Akademik Veri Yönetim Sistemi
ARCHIVOS ESPANOLES DE UROLOGIA, cilt.79, sa.2, ss.233-240, 2026 (SCI-Expanded, Scopus)
Background/Aim: Immune checkpoint pathways are central to tumor immune evasion, and genetic variants of programmed death-1 (PD-1) may influence cancer susceptibility. This study evaluates the association between the PD-1.5 (rs2227981) polymorphism and the risk of bladder cancer (BC) in the Turkish population. Materials and Methods: The study included 151 participants, consisting of 53 patients with BC and 98 healthy control individuals. Genotyping of the PD-1.5 (C/T) polymorphism was carried out using the polymerase chain reaction-restriction fragment length polymorphism (PCR-RFLP) method. Genotype and allele distributions were compared between groups, and logistic regression models were applied to calculate odds ratios (ORs) and 95% confidence intervals (CIs). Results: The CC, CT, and TT genotypes were observed in 33.96%, 43.40%, and 22.64% of patients and in 48.98%, 40.82%, and 10.20% of controls, respectively. The recessive model (TT vs. CC + CT) differed significantly between cases and controls (p = 0.023), and the C allele was less frequent in patients (p = 0.039). In univariate logistic regression, carriage of the T allele showed a borderline association with increased BC risk (OR = 1.867, 95% CI = 0.934-3.732; p = 0.077), whereas carriage of the C allele was significantly associated with reduced risk (OR = 0.388, 95% CI = 0.155-0.972; p = 0.043).

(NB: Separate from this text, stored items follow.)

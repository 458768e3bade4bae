//! `gsheet-core`: in-memory model of a published spreadsheet.
//!
//! Pure crate: takes a payload string, returns an immutable [`Sheet`].
//! No network or file IO. Fetching lives in `gsheet-client`.

pub mod error;
pub mod headers;
pub mod parse;
pub mod render;
pub mod sheet;

pub use error::SheetError;
pub use headers::{ColumnKey, Headers};
pub use parse::{parse, parse_csv, parse_values_json, PayloadFormat};
pub use render::{render_html, TableLayout};
pub use sheet::{transpose, Row, Sheet};
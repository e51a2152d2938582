//! Store configuration.

use std::time::Duration;

/// Configuration shared by all store backends.
#[derive(Debug, Clone)]
pub struct StoreConfig {
    /// How long SQLite waits on a locked database before failing the call.
    pub busy_timeout: Duration,
    /// Re-check density and the title-slide position inside every mutating
    /// transaction, before commit.
    pub verify_density: bool,
}

impl Default for StoreConfig {
    fn default() -> Self {
        Self {
            busy_timeout: Duration::from_millis(250),
            verify_density: true,
        }
    }
}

In multivariate models adjusted for age, sex, and smoking status, the C allele remained an independent protective factor (adjusted OR = 0.319, 95% CI = 0.112-0.906; p = 0.045), while older age, male sex, and smoking were independently associated with an elevated risk of BC. Conclusions: The PD-1.5 (rs2227981) polymorphism appears to influence bladder cancer susceptibility in the Turkish population, with the TT genotype conferring increased risk and the C allele providing protection. These findings highlight the potential role of PD-1.5 as a genetic marker for BC risk, although validation in larger and more diverse cohorts is required.